Challenges with distributed systems

(aws.amazon.com)

188 points | by fagnerbrack 1526 days ago

9 comments

  • yamrzou 1525 days ago
    Interesting read.

    Relatedly, FoundationDB has a distributed testing framework called “Simulation”, which can simulate distributed failures on a single machine (thread!). Quoting from https://pierrezemb.fr/posts/notes-about-foundationdb/ :

    > We wanted FoundationDB to survive failures of machines, networks, disks, clocks, racks, data centers, file systems, etc., so we created a simulation framework closely tied to Flow. By replacing physical interfaces with shims, replacing the main epoll-based run loop with a time-based simulation, and running multiple logical processes as concurrent Flow Actors, Simulation is able to conduct a deterministic simulation of an entire FoundationDB cluster within a single-thread! Even better, we are able to execute this simulation in a deterministic way, enabling us to reproduce problems and add instrumentation ex post facto. This incredible capability enabled us to build FoundationDB exclusively in simulation for the first 18 months and ensure exceptional fault tolerance long before it sent its first real network packet. For a database with as strong a contract as the FoundationDB, testing is crucial, and over the years we have run the equivalent of a trillion CPU-hours of simulated stress testing.

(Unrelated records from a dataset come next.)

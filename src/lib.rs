//! Package Registry Client Library
//!
//! This file serves as the library root for the pkg-registry-client crate.
//! It exposes the typed registry operations, the shared session context and
//! the error taxonomy every operation reports through.

pub mod cli;
pub mod config;
pub mod error;
pub mod logging;
pub mod registry;
pub mod session;

pub use config::ClientConfig;
pub use error::{ApiError, ErrorKind, Result};
pub use logging::Logger;
pub use registry::{
    Credentials, GroupRequest, PackageQuery, RegistrationRequest, RegistryClient,
    RegistryClientBuilder,
};
pub use session::{Navigator, Notifier, SessionContext, TokenStore};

    • epdlxjmonad 1525 days ago
      Testing a distributed system using a single machine may look like an unorthodox approach. From our experience, however, when building a test framework for a distributed system, everyone would be automatically led to think about building it using a single machine for many benefits, especially saving a lot time. So, I would find it very inefficient to develop a distributed system using only system tests utilizing a cluster of machines, without exploiting integration tests.

      Nevertheless using just a single thread to simulate everything seems like a great approach.

    • jffhn 1525 days ago
      >simulation of an entire FoundationDB cluster within a single-thread!

      Reminds me of an InfoQ post about simulating robot swarms in a single thread: https://www.infoq.com/articles/java-robot-swarms/ (links to Java libraries for that in the comments)

      Being able to run everything in a single thread allows to:

      1) Do a lot of tests quickly (with virtual time flowing as fast as possible), or arbitrarily slowly if you prefer slow-motion in some contexts.

      2) Have determinism. Great for debugging: can reproduce bugs at will, even with full logs on (one trick is to enable them just some time before the bug occurs, when the bug is far from start time).

      3) More easily figure out whether a bug is in domain code or a threading issue.

      4) Use single-threaded execution as a bench of domain code, and see how much multi-threading/distribution can make them faster or do make them slower.

      One constraint is that it rules out some programming styles, since the code must never use waiting constructs, like futures (if the single thread starts to wait, it will wait forever since nothing happens outside of it).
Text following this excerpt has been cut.